Our history of Greater (interior) Phrygia is poor, due to its isolation from the Greek world and dearth of surviving domestic or Persian documents. However it was still in the empire's hands by the time Alexander arrived in Gordium in 334. In 333, he appointed the satrapy to his general Antigonus, founder of the Antigonid dynasty.
As a reward for his leadership of the surviving Persian army out of Greece, Artabazus (*Artavazdâ), Xerxes' first cousin and formerly commander of the Chorasmian and Parthian cavalry contingents, was given the satrapy of Hellespontine Phrygia in 477. His descendants held this office until the invasion of Alexander the Great.
Artabazus' son Pharnabazus may or may not have been satrap. His grandson Pharnaces was satrap by 430, when he tried to open talks with Sparta to involve himself in the political side of the Peloponnesian War, but this initiative went nowhere. Pharnaces remained in office at least until 422 and possibly later. His son Pharnabazus II succeeded him before the winter of 413-12, when he and his rival, Tissaphernes of Lydia, tried separately to ally themselves with Sparta against Athens. Again, little was accomplished due to Athens' naval supremacy until Cyrus the Younger became involved, but this subject falls outside the scope of this article.

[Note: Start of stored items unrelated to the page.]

//! Dumper that writes the raw request to any `std::io::Write` sink.
//!
//! Output layout:
//!
//! ```text
//! Content-Type: text/plain\r\n
//! X-Id: 1\r\n
//! \r\n
//! <payload bytes>
//! ```

use std::io::Write;

use tracing::warn;

use crate::error::DumpError;

use super::OutgoingDumper;

/// Bridges dump calls to a byte sink.
///
/// Header lines are encoded as ISO-8859-1, the usual HTTP header charset;
/// characters outside it are written as `?`. The first write error disables
/// the dumper for the rest of the transmission and is logged once.
#[derive(Debug)]
pub struct StreamDumper<W: Write> {
    sink: W,
    failed: bool,
}

fn latin1_line(name: &str, value: &str) -> Vec<u8> {
    let mut line = Vec::with_capacity(name.len() + value.len() + 4);
    let encode = |c: char| u8::try_from(u32::from(c)).unwrap_or(b'?');
    line.extend(name.chars().map(encode));
    line.extend_from_slice(b": ");
    line.extend(value.chars().map(encode));
    line.extend_from_slice(b"\r\n");
    line
}

impl<W: Write> StreamDumper<W> {
    /// Wraps `sink`.
    pub const fn new(sink: W) -> Self {
        Self {
            sink,
            failed: false,
        }
    }

    /// Returns true once a write to the sink has failed.
    #[must_use]
    pub const fn has_failed(&self) -> bool {
        self.failed
    }

    /// Borrows the underlying sink.
    pub const fn get_ref(&self) -> &W {
        &self.sink
    }

    /// Unwraps the underlying sink.
    pub fn into_inner(self) -> W {
        self.sink
    }

    fn write(&mut self, bytes: &[u8]) {
        if self.failed {
            return;
        }
        if let Err(err) = self.sink.write_all(bytes) {
            self.failed = true;
            warn!(error = %err, "outgoing dump write failed; discarding the rest of this dump");
        }
    }
}

impl<W: Write> OutgoingDumper for StreamDumper<W> {
    fn dump_header(&mut self, name: &str, value: &str) {
        let line = latin1_line(name, value);
        self.write(&line);
    }

    fn finished_headers(&mut self) {
        self.write(b"\r\n");
    }

    fn dump_payload(&mut self, byte: u8) {
        self.write(&[byte]);
    }

    fn dump_payload_chunk(&mut self, bytes: &[u8]) {
        self.write(bytes);
    }

    fn close(&mut self) -> Result<(), DumpError> {
        self.sink
            .flush()
            .map_err(|source| DumpError::Teardown { source })
    }
}

#[cfg(test)]
mod tests {
    use std::io;

    use super::*;

    struct BrokenSink {
        writes: usize,
    }

    impl Write for BrokenSink {
        fn write(&mut self, _buf: &[u8]) -> io::Result<usize> {
            self.writes += 1;
            Err(io::Error::new(io::ErrorKind::Other, "disk full"))
        }

        fn flush(&mut self) -> io::Result<()> {
            Err(io::Error::new(io::ErrorKind::Other, "disk full"))
        }
    }

    #[test]
    fn test_renders_headers_and_payload() {
        let mut dumper = StreamDumper::new(Vec::new());
        dumper.dump_header("Content-Type", "text/plain");
        dumper.dump_header("X-Id", "1");
        dumper.finished_headers();
        dumper.dump_payload(72);
        dumper.dump_payload_chunk(&[105]);
        dumper.finished_payload();
        dumper.close().unwrap();

        assert_eq!(
            dumper.into_inner(),
            b"Content-Type: text/plain\r\nX-Id: 1\r\n\r\nHi".to_vec()
        );
    }

    #[test]
    fn test_header_latin1_encoding() {
        let mut dumper = StreamDumper::new(Vec::new());
        dumper.dump_header("Subject", "Gr\u{fc}\u{df}e \u{20ac}");
        assert_eq!(dumper.get_ref().as_slice(), b"Subject: Gr\xfc\xdfe ?\r\n");
    }

    #[test]
    fn test_write_failure_is_absorbed() {
        let mut dumper = StreamDumper::new(BrokenSink { writes: 0 });
        dumper.dump_header("A", "1");
        assert!(dumper.has_failed());
        dumper.finished_headers();
        dumper.dump_payload(1);
        assert_eq!(dumper.get_ref().writes, 1);
    }

    #[test]
    fn test_close_reports_flush_failure() {
        let mut dumper = StreamDumper::new(BrokenSink { writes: 0 });
        let err = dumper.close().unwrap_err();
        assert!(matches!(err, DumpError::Teardown { .. }));
    }
}
//! Ordered string attribute maps.
//!
//! An [`AttributeStore`] is the building block of a partner identity: it holds
//! sender IDs, receiver IDs, and free-form partnership configuration. Keys are
//! unique and iteration follows insertion order, so serialized output and
//! `Display` are deterministic.
//!
//! The store never holds an explicit "null": setting a key to `None` removes
//! it. Presence of a key is its value.

use std::fmt;

use serde::de::{MapAccess, Visitor};
use serde::ser::SerializeMap;
use serde::{Deserialize, Deserializer, Serialize, Serializer};

use crate::error::ValidationError;

/// Outcome of a mutating attribute operation.
#[derive(Debug, Clone, Copy, PartialEq, Eq, Hash, Serialize, Deserialize)]
#[serde(rename_all = "snake_case")]
pub enum Change {
    /// The store content differs from before the call.
    Changed,
    /// The call left the store as it was.
    Unchanged,
}

impl Change {
    /// Returns true for [`Change::Changed`].
    #[must_use]
    pub const fn is_changed(self) -> bool {
        matches!(self, Self::Changed)
    }

    /// Combines two outcomes: changed if either changed.
    #[must_use]
    pub const fn or(self, other: Self) -> Self {
        if self.is_changed() || other.is_changed() {
            Self::Changed
        } else {
            Self::Unchanged
        }
    }
}

impl From<bool> for Change {
    fn from(changed: bool) -> Self {
        if changed {
            Self::Changed
        } else {
            Self::Unchanged
        }
    }
}

/// An insertion-ordered map from non-empty string keys to string values.
///
/// Cloning produces a fully independent store; accessors that hand out owned
/// data ([`AttributeStore::get_all`]) return such a clone so callers can
/// never mutate the owner through it. Equality compares the key/value
/// mapping and ignores insertion order.
///
/// # Examples
///
/// ```
/// use as2_partnership::AttributeStore;
///
/// let mut ids = AttributeStore::new();
/// ids.set("as2_id", Some("ACME")).unwrap();
/// assert_eq!(ids.get("as2_id"), Some("ACME"));
///
/// ids.set("as2_id", None::<&str>).unwrap();
/// assert!(!ids.contains("as2_id"));
/// ```
#[derive(Debug, Clone, Default)]
pub struct AttributeStore {
    entries: Vec<(String, String)>,
}

impl AttributeStore {
    /// Creates an empty store.
    #[must_use]
    pub fn new() -> Self {
        Self::default()
    }

    /// Number of entries.
    #[must_use]
    pub fn len(&self) -> usize {
        self.entries.len()
    }

    /// Returns true if the store has no entries.
    #[must_use]
    pub fn is_empty(&self) -> bool {
        self.entries.is_empty()
    }

    /// Iterates `(key, value)` pairs in insertion order.
    pub fn iter(&self) -> impl Iterator<Item = (&str, &str)> + '_ {
        self.entries.iter().map(|(k, v)| (k.as_str(), v.as_str()))
    }

    /// Iterates keys in insertion order.
    pub fn keys(&self) -> impl Iterator<Item = &str> + '_ {
        self.entries.iter().map(|(k, _)| k.as_str())
    }

    fn position(&self, key: &str) -> Option<usize> {
        self.entries.iter().position(|(k, _)| k == key)
    }

    fn check_key(key: &str) -> Result<(), ValidationError> {
        if key.is_empty() {
            return Err(ValidationError::EmptyKey { store: "attributes" });
        }
        Ok(())
    }

    /// Sets `key` to `value`, or removes it when `value` is `None`.
    ///
    /// Overwriting an existing key keeps its position in iteration order.
    ///
    /// # Errors
    ///
    /// Returns [`ValidationError::EmptyKey`] if `key` is empty.
    pub fn set<K, V>(&mut self, key: K, value: Option<V>) -> Result<Change, ValidationError>
    where
        K: AsRef<str>,
        V: Into<String>,
    {
        let key = key.as_ref();
        Self::check_key(key)?;
        Ok(self.apply(key, value.map(Into::into)))
    }

    pub(crate) fn apply(&mut self, key: &str, value: Option<String>) -> Change {
        match (self.position(key), value) {
            (Some(idx), None) => {
                self.entries.remove(idx);
                Change::Changed
            }
            (None, None) => Change::Unchanged,
            (Some(idx), Some(value)) => {
                let slot = &mut self.entries[idx].1;
                if *slot == value {
                    Change::Unchanged
                } else {
                    *slot = value;
                    Change::Changed
                }
            }
            (None, Some(value)) => {
                self.entries.push((key.to_string(), value));
                Change::Changed
            }
        }
    }

    /// Removes `key`. An empty or unknown key is a no-op.
    pub fn remove(&mut self, key: &str) -> Change {
        self.apply(key, None)
    }

    /// Returns the value for `key`, if present.
    #[must_use]
    pub fn get(&self, key: &str) -> Option<&str> {
        self.position(key).map(|idx| self.entries[idx].1.as_str())
    }

    /// Returns the value for `key`, or `default` if it is absent.
    #[must_use]
    pub fn get_or<'a>(&'a self, key: &str, default: &'a str) -> &'a str {
        self.get(key).unwrap_or(default)
    }

    /// Returns true if `key` is present.
    #[must_use]
    pub fn contains(&self, key: &str) -> bool {
        self.position(key).is_some()
    }

    /// Returns an independent copy of all entries.
    #[must_use]
    pub fn get_all(&self) -> Self {
        self.clone()
    }

    /// Applies every entry of `entries` on top of the current content.
    ///
    /// Keys not mentioned in `entries` are left alone. A `None` value removes
    /// the key. All keys are validated before anything is applied.
    ///
    /// # Errors
    ///
    /// Returns [`ValidationError::EmptyKey`] if any key is empty; the store is
    /// not modified in that case.
    pub fn add_all<I, K, V>(&mut self, entries: I) -> Result<Change, ValidationError>
    where
        I: IntoIterator<Item = (K, Option<V>)>,
        K: Into<String>,
        V: Into<String>,
    {
        let staged: Vec<(String, Option<String>)> = entries
            .into_iter()
            .map(|(k, v)| (k.into(), v.map(Into::into)))
            .collect();
        for (key, _) in &staged {
            Self::check_key(key)?;
        }

        let mut change = Change::Unchanged;
        for (key, value) in staged {
            change = change.or(self.apply(&key, value));
        }
        Ok(change)
    }

    /// Overwrites the whole content with a copy of `other`.
    pub fn replace_with(&mut self, other: &Self) -> Change {
        if self.entries == other.entries {
            return Change::Unchanged;
        }
        self.entries.clone_from(&other.entries);
        Change::Changed
    }

    /// Subset check used for partner matching.
    ///
    /// Returns true if `self` is non-empty and every entry of `self` is
    /// present in `target` with an identical value. An empty store is never a
    /// subset, so an unconfigured identity cannot match everything.
    #[must_use]
    pub fn is_subset_of(&self, target: &Self) -> bool {
        if self.is_empty() {
            return false;
        }
        self.entries
            .iter()
            .all(|(key, value)| target.get(key) == Some(value.as_str()))
    }
}

impl PartialEq for AttributeStore {
    fn eq(&self, other: &Self) -> bool {
        // Keys are unique, so equal length plus containment is set equality.
        self.len() == other.len()
            && self
                .entries
                .iter()
                .all(|(key, value)| other.get(key) == Some(value.as_str()))
    }
}

impl Eq for AttributeStore {}

impl<K, V> FromIterator<(K, V)> for AttributeStore
where
    K: Into<String>,
    V: Into<String>,
{
    /// Collects pairs, later duplicates overwriting earlier ones. Entries with
    /// an empty key are skipped.
    fn from_iter<T: IntoIterator<Item = (K, V)>>(iter: T) -> Self {
        let mut store = Self::new();
        for (key, value) in iter {
            let key = key.into();
            if !key.is_empty() {
                store.apply(&key, Some(value.into()));
            }
        }
        store
    }
}

impl fmt::Display for AttributeStore {
    fn fmt(&self, f: &mut fmt::Formatter<'_>) -> fmt::Result {
        f.write_str("{")?;
        for (i, (key, value)) in self.iter().enumerate() {
            if i > 0 {
                f.write_str(", ")?;
            }
            write!(f, "{key}={value}")?;
        }
        f.write_str("}")
    }
}

impl Serialize for AttributeStore {
    fn serialize<S: Serializer>(&self, serializer: S) -> Result<S::Ok, S::Error> {
        let mut map = serializer.serialize_map(Some(self.len()))?;
        for (key, value) in self.iter() {
            map.serialize_entry(key, value)?;
        }
        map.end()
    }
}

impl<'de> Deserialize<'de> for AttributeStore {
    fn deserialize<D: Deserializer<'de>>(deserializer: D) -> Result<Self, D::Error> {
        struct StoreVisitor;

        impl<'de> Visitor<'de> for StoreVisitor {
            type Value = AttributeStore;

            fn expecting(&self, f: &mut fmt::Formatter<'_>) -> fmt::Result {
                f.write_str("a map of string attributes")
            }

            fn visit_map<A: MapAccess<'de>>(self, mut access: A) -> Result<Self::Value, A::Error> {
                let mut store = AttributeStore::new();
                while let Some((key, value)) = access.next_entry::<String, Option<String>>()? {
                    if key.is_empty() {
                        return Err(serde::de::Error::custom("attribute key cannot be empty"));
                    }
                    store.apply(&key, value);
                }
                Ok(store)
            }
        }

        deserializer.deserialize_map(StoreVisitor)
    }
}
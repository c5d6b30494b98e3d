//! Trading-partner identities.
//!
//! This module groups the identity record, the well-known identifier keys,
//! and an in-memory directory that resolves identities by subset matching.

pub mod directory;
pub mod identity;
pub mod ids;

pub use directory::PartnerDirectory;
pub use identity::{PartnerIdentity, PartyRole, DEFAULT_NAME};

Pharnabazus was ruler when the survivors of the Ten Thousand passed through there in 400 on their way back to Greece, when Tissaphernes of Lydia redirected a campaign by Spartan king Thibron in 399 and by Agesilaus II in 396-95; Pharnabazus then campaigned in the Aegean with the Athenian admiral Conon during the Corinthian War. As a result of his and the empire's gains in this conflict, he was assigned to reconquer Egypt, but failed to do so though he tried repeatedly.
In the meantime, his son Ariobarzanes (*Ariyabrdna) succeeded him as satrap. He joined the Revolt of the Satraps in 366, receiving aid from Sparta when Caria and Lydia attacked him, and in recognition of his opposition to the great king, Athens made him an honorary citizen, but his son Mithradates betrayed him to the king in 363 or 362, leading to his crucifixion.
His brother Artabazus II succeeded him and likewise decided to rebel after the death of Artaxerxes II in 358, hiring Athenian mercenaries who defeated an imperial army sent against Artabazus in 355. But Artaxerxes III was able to intimidate Athens into recalling its forces by threatening to send the Persian navy to support Athens' own rebellious territories in the Social War. Artabazus was forced to flee to Macedon in 353.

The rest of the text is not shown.